Vier Monate nach der Parlamentswahl in Norwegen: Drei Parteien - die konservative Høyre, die rechtspopulistische Frp und die liberale Venstre - bilden erneut eine Minderheitsregierung. Diese ist von der Unterstützung der christlichen KrF abhängig. Die Koalitionsgespräche hatten erst am 2. Januar begonnen und dauerten nur zwölf Tage.

"Wir werden gute, gemeinsame Lösungen für Norwegen finden", versprach die konservative Regierungschefin Erna Solberg. Ziel müsse sein, dass Norwegen das weltbeste Land zum Leben werde. Wichtig dafür seien Wirtschaftswachstum und neue Arbeitsplätze. Die neue Regierung werde die Armut im Land reduzieren und Migranten besser ins Arbeitsleben integrieren.  

Die Chefin der liberalen Venstre, Trine Skei Grande, betonte, die Klima-Ziele seien Norwegens größte Herausforderung. Die neue Regierung will eine CO2-Abgabe möglicherweise auch eine höhere Maut für Dieselautos einführen. Die Natur auf den Lofoten und den Vesterålen soll geschützt und Ölbohrungen dort verboten werden. 
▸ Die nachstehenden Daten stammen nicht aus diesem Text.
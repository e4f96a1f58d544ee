//! Review repository.
//!
//! Enforces one review per (user, product) via the compound unique index,
//! and derives the `verified` flag from the order linkage at every save
//! through [`crate::lifecycle::review_before_save`].

use chrono::{DateTime, Utc};
use sqlx::PgPool;

use orchard_core::{OrderId, ProductId, ReviewId, UserId};

use super::{RepositoryError, conflict_on_unique, from_jsonb, to_jsonb};
use crate::error::CatalogError;
use crate::lifecycle;
use crate::models::{HelpfulVotes, NewReview, Review};
use crate::validate::Validate;

const REVIEW_COLUMNS: &str = "id, product_id, user_id, order_id, rating, title, comment, \
     images, verified, helpful, response, is_approved, is_reported, created_at, updated_at";

/// Internal row type for `PostgreSQL` review queries.
#[derive(Debug, sqlx::FromRow)]
struct ReviewRow {
    id: i64,
    product_id: i64,
    user_id: i64,
    order_id: Option<i64>,
    rating: i32,
    title: Option<String>,
    comment: String,
    images: Vec<String>,
    verified: bool,
    helpful: serde_json::Value,
    response: Option<serde_json::Value>,
    is_approved: bool,
    is_reported: bool,
    created_at: DateTime<Utc>,
    updated_at: DateTime<Utc>,
}

impl TryFrom<ReviewRow> for Review {
    type Error = RepositoryError;

    fn try_from(row: ReviewRow) -> Result<Self, Self::Error> {
        Ok(Self {
            id: ReviewId::new(row.id),
            product_id: ProductId::new(row.product_id),
            user_id: UserId::new(row.user_id),
            order_id: row.order_id.map(OrderId::new),
            rating: row.rating,
            title: row.title,
            comment: row.comment,
            images: row.images,
            verified: row.verified,
            helpful: from_jsonb(row.helpful, "review helpful votes")?,
            response: row
                .response
                .map(|value| from_jsonb(value, "review response"))
                .transpose()?,
            is_approved: row.is_approved,
            is_reported: row.is_reported,
            created_at: row.created_at,
            updated_at: row.updated_at,
        })
    }
}

/// Repository for review database operations.
pub struct ReviewRepository<'a> {
    pool: &'a PgPool,
}

impl<'a> ReviewRepository<'a> {
    /// Create a new review repository.
    #[must_use]
    pub const fn new(pool: &'a PgPool) -> Self {
        Self { pool }
    }

    /// Post a review.
    ///
    /// A review created with an order linkage is verified from the start.
    ///
    /// # Errors
    ///
    /// Returns `CatalogError::Validation` if field constraints fail.
    /// Returns `RepositoryError::Conflict` if this user already reviewed
    /// this product.
    pub async fn create(&self, new: &NewReview) -> Result<Review, CatalogError> {
        new.validate()?;

        let mut verified = false;
        lifecycle::review_before_save(new.order_id, &mut verified);

        let sql = format!(
            "INSERT INTO review \
                 (product_id, user_id, order_id, rating, title, comment, images, verified, \
                  helpful) \
             VALUES ($1, $2, $3, $4, $5, $6, $7, $8, $9) \
             RETURNING {REVIEW_COLUMNS}"
        );
        let row = sqlx::query_as::<_, ReviewRow>(&sql)
            .bind(new.product_id.as_i64())
            .bind(new.user_id.as_i64())
            .bind(new.order_id.map(|id| id.as_i64()))
            .bind(new.rating)
            .bind(new.title.as_deref())
            .bind(new.comment.trim())
            .bind(&new.images)
            .bind(verified)
            .bind(to_jsonb(&HelpfulVotes::default())?)
            .fetch_one(self.pool)
            .await
            .map_err(|e| conflict_on_unique(e, "user has already reviewed this product"))?;

        Ok(row.try_into()?)
    }

    /// Get a review by ID.
    ///
    /// # Errors
    ///
    /// Returns `RepositoryError::Database` if the query fails.
    pub async fn get(&self, id: ReviewId) -> Result<Option<Review>, RepositoryError> {
        let sql = format!("SELECT {REVIEW_COLUMNS} FROM review WHERE id = $1");
        let row = sqlx::query_as::<_, ReviewRow>(&sql)
            .bind(id.as_i64())
            .fetch_optional(self.pool)
            .await?;

        row.map(Review::try_from).transpose()
    }

    /// Get a user's review of a product, if any.
    ///
    /// # Errors
    ///
    /// Returns `RepositoryError::Database` if the query fails.
    pub async fn get_by_user_and_product(
        &self,
        user_id: UserId,
        product_id: ProductId,
    ) -> Result<Option<Review>, RepositoryError> {
        let sql = format!(
            "SELECT {REVIEW_COLUMNS} FROM review WHERE user_id = $1 AND product_id = $2"
        );
        let row = sqlx::query_as::<_, ReviewRow>(&sql)
            .bind(user_id.as_i64())
            .bind(product_id.as_i64())
            .fetch_optional(self.pool)
            .await?;

        row.map(Review::try_from).transpose()
    }

    /// List reviews for a product, newest first.
    ///
    /// # Errors
    ///
    /// Returns `RepositoryError::Database` if the query fails.
    pub async fn list_for_product(
        &self,
        product_id: ProductId,
    ) -> Result<Vec<Review>, RepositoryError> {
        let sql = format!(
            "SELECT {REVIEW_COLUMNS} FROM review \
             WHERE product_id = $1 ORDER BY created_at DESC"
        );
        let rows = sqlx::query_as::<_, ReviewRow>(&sql)
            .bind(product_id.as_i64())
            .fetch_all(self.pool)
            .await?;

        rows.into_iter().map(Review::try_from).collect()
    }

    /// Link a review to an order, deriving the verified flag.
    ///
    /// The flag is monotonic: linking can only turn it on.
    ///
    /// # Errors
    ///
    /// Returns `RepositoryError::NotFound` if the review doesn't exist.
    pub async fn link_order(
        &self,
        id: ReviewId,
        order_id: OrderId,
    ) -> Result<Review, RepositoryError> {
        let review = self.get(id).await?.ok_or(RepositoryError::NotFound)?;

        let mut verified = review.verified;
        lifecycle::review_before_save(Some(order_id), &mut verified);

        let sql = format!(
            "UPDATE review SET order_id = $2, verified = $3, updated_at = now() \
             WHERE id = $1 RETURNING {REVIEW_COLUMNS}"
        );
        let row = sqlx::query_as::<_, ReviewRow>(&sql)
            .bind(id.as_i64())
            .bind(order_id.as_i64())
            .bind(verified)
            .fetch_one(self.pool)
            .await?;

        row.try_into()
    }

    /// Record that a user found a review helpful.
    ///
    /// One vote per user; repeat votes are a no-op.
    ///
    /// # Errors
    ///
    /// Returns `RepositoryError::NotFound` if the review doesn't exist.
    pub async fn mark_helpful(
        &self,
        id: ReviewId,
        user_id: UserId,
    ) -> Result<Review, CatalogError> {
        let review = self.get(id).await?.ok_or(RepositoryError::NotFound)?;

        let mut helpful = review.helpful.clone();
        if helpful.user_ids.contains(&user_id) {
            return Ok(review);
        }
        helpful.user_ids.push(user_id);
        helpful.count = i64::try_from(helpful.user_ids.len()).unwrap_or(i64::MAX);

        let sql = format!(
            "UPDATE review SET helpful = $2, updated_at = now() \
             WHERE id = $1 RETURNING {REVIEW_COLUMNS}"
        );
        let row = sqlx::query_as::<_, ReviewRow>(&sql)
            .bind(id.as_i64())
            .bind(to_jsonb(&helpful)?)
            .fetch_one(self.pool)
            .await
            .map_err(RepositoryError::Database)?;

        Ok(Review::try_from(row)?)
    }

    /// Set the moderation approval flag.
    ///
    /// # Errors
    ///
    /// Returns `RepositoryError::NotFound` if the review doesn't exist.
    pub async fn set_approved(&self, id: ReviewId, approved: bool) -> Result<(), RepositoryError> {
        let result =
            sqlx::query("UPDATE review SET is_approved = $2, updated_at = now() WHERE id = $1")
                .bind(id.as_i64())
                .bind(approved)
                .execute(self.pool)
                .await?;

        if result.rows_affected() == 0 {
            return Err(RepositoryError::NotFound);
        }

        Ok(())
    }
}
Einwanderungspolitik soll verschärft werden

Die Vorsitzende der rechtspopulistischen Fortschrittspartei (Frp), Siv Jensen, betonte, Norwegen werde seine restriktive Einwanderungspolitik noch verschärfen, unter anderem beim Nachzug von Familienmitgliedern, durch höhere Anforderungen für die norwegische Staatsbürgerschaft und ein Burka-Verbot. 

Bei der Wahl im September war die konservative Høyre um die 56 Jahre alte Ministerpräsidentin Solberg zweitstärkste Kraft geworden. Die stärkste Partei, die sozialdemokratische Arbeiterpartei, konnte mit ihren Partnern jedoch keine rot-grüne Regierung bilden. Zuletzt hatte Solberg eine Regierung aus Konservativen und Rechtspopulisten geführt, die von Venstre und KrF geduldet wurde.

Eigentlich wollte sie jetzt alle vier Parteien in eine Koalition holen, doch die christliche KrF hatte eine enge Zusammenarbeit mit den Rechtspopulisten abgelehnt. Minderheitsregierungen sind in Norwegen üblich. Für eine Mehrheit sind im norwegischen Parlament Storting 85 Mandate nötig. Solbergs neue Drei-Parteien-Regierung kommt auf 84 Sitze. 

Das am weitesten entwickelte Land der Welt

Norwegen gilt mit seinen 5,23 Millionen Einwohnern als das am weitesten entwickelte Land der Welt. Lebensstandard und Zufriedenheit sind hoch. Seit das Land Ende der 60er auf die erste wirtschaftlich nutzbare Erdölquelle stieß, hat es viel Geld verdient. Sinkende Ölpreise bedeuteten zuletzt allerdings auch geringere Staatseinnahmen und den Verlust tausender Arbeitsplätze. Die Arbeitslosenquote stieg auf 4,5 Prozent. Inzwischen wächst die Wirtschaft allerdings wieder.